Thomas clamped down on his core. Healing energy flooded through him, and the next breath he took was a little easier; the one after that even better. He picked up pace, which was good because he could hear the crashing of people behind him. Thankfully, they’d stopped firing—
Nope. A bullet struck a tree just to his right, exactly at head height.
They’re trying to kill me, Thomas thought, which was ridiculous because obviously, but a part of him was still incredulous.
Less than three minutes before, he’d been just driving down the road, only keeping a lookout for drunks and maybe a deer in the middle of the road. There were definitely things he did not like about this new world.
Thomas swerved and had to catch himself before he slid on a patch of pine needles. The movement jarred his chest muscles, and a flash of agony ripped through him.
Yep. Something was not right there. Luckily, they’d hit his right side and not his left. That was probably why he was still going.
Ruthlessly, Thomas demanded more from his healing core, and as he did, he felt a flicker from his healing sight.
So, it didn’t only work in dungeons.
He concentrated and “saw” four men chasing after him, like hunting down a wounded deer.
Christ, didn’t they have anything better to do? Other people to rob? Other… evildoer stuff?
Thomas’s mind was starting to clear, and he spared a second to wonder if this had been a setup from the very beginning. Had one of the pawn shops tipped these guys off? No, they had the feel of a gang.

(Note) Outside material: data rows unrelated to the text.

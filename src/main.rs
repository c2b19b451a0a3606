// metronome - Play a metronome on an audio device or render it to a WAV file

use metronome_engine::audio::AudioDeviceManager;
use metronome_engine::audio::export::export_wav;
use metronome_engine::output::{AudioBackend, OutputResult};
use metronome_engine::{
    AppConfig, AudioSink, BeatScheduler, OfflineBackend, OutputError, OutputRegistry, OutputSink,
    SchedulerThread, SinkConfig, SoundSourceKind, StreamClock, Subdivision, SystemClock,
    TimeSignature,
};
use std::error::Error;
use std::path::PathBuf;
use std::process;
use std::sync::{Arc, Mutex};
use std::thread;
use std::time::Duration;

const DEFAULT_SECONDS: f64 = 8.0;
const RENDER_SAMPLE_RATE: u32 = 48_000;

const USAGE: &str = "Usage: metronome [--config PATH] [--bpm N] [--signature B/N]
                 [--subdivision quarter|eighth|sixteenth|triplet]
                 [--seconds S] [--sink click|sample] [--device NAME]
                 [--render-wav PATH]
       metronome --list-devices";

#[derive(Debug, Default)]
struct Options {
    config: Option<PathBuf>,
    bpm: Option<f64>,
    signature: Option<TimeSignature>,
    subdivision: Option<Subdivision>,
    seconds: Option<f64>,
    sink: Option<String>,
    device: Option<String>,
    render_wav: Option<PathBuf>,
    list_devices: bool,
}

fn parse_args(args: &[String]) -> Result<Options, String> {
    let mut options = Options::default();
    let mut iter = args.iter();

    while let Some(flag) = iter.next() {
        let mut value = || {
            iter.next()
                .cloned()
                .ok_or_else(|| format!("missing value for {}", flag))
        };
        match flag.as_str() {
            "--config" => options.config = Some(PathBuf::from(value()?)),
            "--bpm" => {
                let raw = value()?;
                let bpm = raw.parse().map_err(|_| format!("invalid BPM '{}'", raw))?;
                options.bpm = Some(bpm);
            }
            "--signature" => options.signature = Some(value()?.parse()?),
            "--subdivision" => options.subdivision = Some(value()?.parse()?),
            "--seconds" => {
                let raw = value()?;
                let seconds: f64 = raw
                    .parse()
                    .map_err(|_| format!("invalid duration '{}'", raw))?;
                if !(seconds > 0.0) {
                    return Err(format!("duration must be positive, got {}", raw));
                }
                options.seconds = Some(seconds);
            }
            "--sink" => {
                let kind = value()?;
                if SoundSourceKind::from_tag(&kind).is_none() {
                    return Err(format!("unknown sink type '{}'", kind));
                }
                options.sink = Some(kind);
            }
            "--device" => options.device = Some(value()?),
            "--render-wav" => options.render_wav = Some(PathBuf::from(value()?)),
            "--list-devices" => options.list_devices = true,
            "-h" | "--help" => return Err(String::new()),
            other => return Err(format!("unknown argument '{}'", other)),
        }
    }

    Ok(options)
}

/// Merge command-line overrides into the loaded config
fn build_config(options: &Options) -> Result<(AppConfig, SinkConfig), Box<dyn Error>> {
    let mut app = match &options.config {
        Some(path) => AppConfig::load(path)?,
        None => match AppConfig::default_path() {
            Some(path) => AppConfig::load_or_default(&path)?,
            None => AppConfig::default(),
        },
    };

    if let Some(bpm) = options.bpm {
        app.metronome.tempo = metronome_engine::Tempo::new(bpm);
    }
    if let Some(signature) = options.signature {
        app.metronome.time_signature = signature;
        app.metronome.accents = metronome_engine::sequencer::default_pattern(&signature);
    }
    if let Some(subdivision) = options.subdivision {
        app.metronome.subdivision = subdivision;
    }
    app = app.normalized();

    let mut sink = match &options.sink {
        Some(kind) => app
            .sinks
            .iter()
            .find(|sink| &sink.kind == kind)
            .cloned()
            .unwrap_or_else(|| SinkConfig::new(kind.clone(), kind.clone())),
        None => app
            .active_sink_config()
            .cloned()
            .unwrap_or_else(|| SinkConfig::new("click", "click")),
    };

    if let Some(device) = &options.device {
        if !sink.options.is_object() {
            sink.options = serde_json::json!({});
        }
        if let Some(map) = sink.options.as_object_mut() {
            map.insert("device".to_string(), serde_json::json!(device));
        }
    }

    Ok((app, sink))
}

fn list_devices() {
    let devices = AudioDeviceManager::new().list_output_devices();
    if devices.is_empty() {
        println!("No output devices found");
    }
    for device in devices {
        let marker = if device.is_default { " (default)" } else { "" };
        println!("{}{}", device.name, marker);
    }
}

/// Play on the audio device for `seconds`
fn play(app: AppConfig, sink: SinkConfig, seconds: f64) -> Result<(), Box<dyn Error>> {
    let clock = Arc::new(SystemClock::new());
    let registry = OutputRegistry::with_default_factories(clock.clone()).into_shared();
    let scheduler = BeatScheduler::new(clock, registry);
    let driver = SchedulerThread::spawn(scheduler)?;

    let _ticks = driver.on_tick(|tick| {
        if tick.is_main_beat() {
            println!(
                "measure {:>3}  beat {}  {:?}",
                tick.measure_number, tick.beat_number, tick.accent
            );
        }
    });
    let _errors = driver.on_error(|error| eprintln!("WARNING: {}", error));

    println!(
        "Playing {} BPM {} ({}) on sink '{}' for {}s",
        app.metronome.tempo.bpm(),
        app.metronome.time_signature,
        app.metronome.subdivision,
        sink.id,
        seconds
    );
    driver.initialize(app.metronome, sink)?;
    driver.start()?;
    thread::sleep(Duration::from_secs_f64(seconds));
    driver.stop()?;
    driver.dispose()?;
    driver.shutdown();
    Ok(())
}

/// Render `seconds` of metronome offline and write a 16-bit WAV
fn render(
    app: AppConfig,
    sink: SinkConfig,
    seconds: f64,
    path: PathBuf,
) -> Result<(), Box<dyn Error>> {
    let clock = StreamClock::new(RENDER_SAMPLE_RATE as f64);
    let (backend, output) = OfflineBackend::new(clock.clone());
    let backend: Mutex<Option<Box<dyn AudioBackend>>> = Mutex::new(Some(Box::new(backend)));

    let source = SoundSourceKind::from_tag(&sink.kind)
        .ok_or_else(|| OutputError::UnknownSinkType(sink.kind.clone()))?;
    let sink_clock = clock.clone();

    let mut registry = OutputRegistry::new();
    registry.register_factory(
        source.tag(),
        Box::new(move |config: &SinkConfig| -> OutputResult<Box<dyn OutputSink>> {
            let backend = backend
                .lock()
                .map_err(|_| OutputError::Initialization("offline backend lock poisoned".to_string()))?
                .take()
                .ok_or_else(|| {
                    OutputError::Initialization("offline backend already in use".to_string())
                })?;
            Ok(Box::new(AudioSink::new(
                config.id.clone(),
                source,
                Arc::new(sink_clock.clone()),
                backend,
            )))
        }),
    );

    let mut scheduler = BeatScheduler::new(Arc::new(clock), registry.into_shared());
    scheduler.initialize(app.metronome, sink)?;
    scheduler.start()?;

    let total = (seconds * RENDER_SAMPLE_RATE as f64).round() as usize;
    let block = (metronome_engine::sequencer::POLL_INTERVAL.as_secs_f64()
        * RENDER_SAMPLE_RATE as f64) as usize;
    let mut samples = vec![0.0f32; total];
    for chunk in samples.chunks_mut(block) {
        output.render(chunk);
        scheduler.poll();
    }

    scheduler.stop()?;
    scheduler.dispose()?;

    export_wav(&path, &samples, RENDER_SAMPLE_RATE)?;
    println!("Wrote {:.1}s to {}", seconds, path.display());
    Ok(())
}

fn run(options: Options) -> Result<(), Box<dyn Error>> {
    if options.list_devices {
        list_devices();
        return Ok(());
    }

    let (app, sink) = build_config(&options)?;
    let seconds = options.seconds.unwrap_or(DEFAULT_SECONDS);

    match options.render_wav.clone() {
        Some(path) => render(app, sink, seconds, path),
        None => play(app, sink, seconds),
    }
}

fn main() {
    env_logger::Builder::from_env(env_logger::Env::default().default_filter_or("info")).init();

    let args: Vec<String> = std::env::args().skip(1).collect();
    let options = match parse_args(&args) {
        Ok(options) => options,
        Err(message) => {
            if !message.is_empty() {
                eprintln!("ERROR: {}", message);
            }
            eprintln!("{}", USAGE);
            process::exit(2);
        }
    };

    if let Err(e) = run(options) {
        eprintln!("ERROR: {}", e);
        process::exit(1);
    }
}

Or maybe they were escaped prisoners, though he hadn’t seen prison clothing.
He had just been a random target until the guy with the freaky eyes yelled about his backpack. He probably had a Gift to identify valuable goods.
Should he ditch his pack?
No, Thomas thought. He had earned this loot. No one was going to take it away from him. Besides, unless they scored a headshot, he could heal. Or at least, that’s what he hoped. His chest still burned.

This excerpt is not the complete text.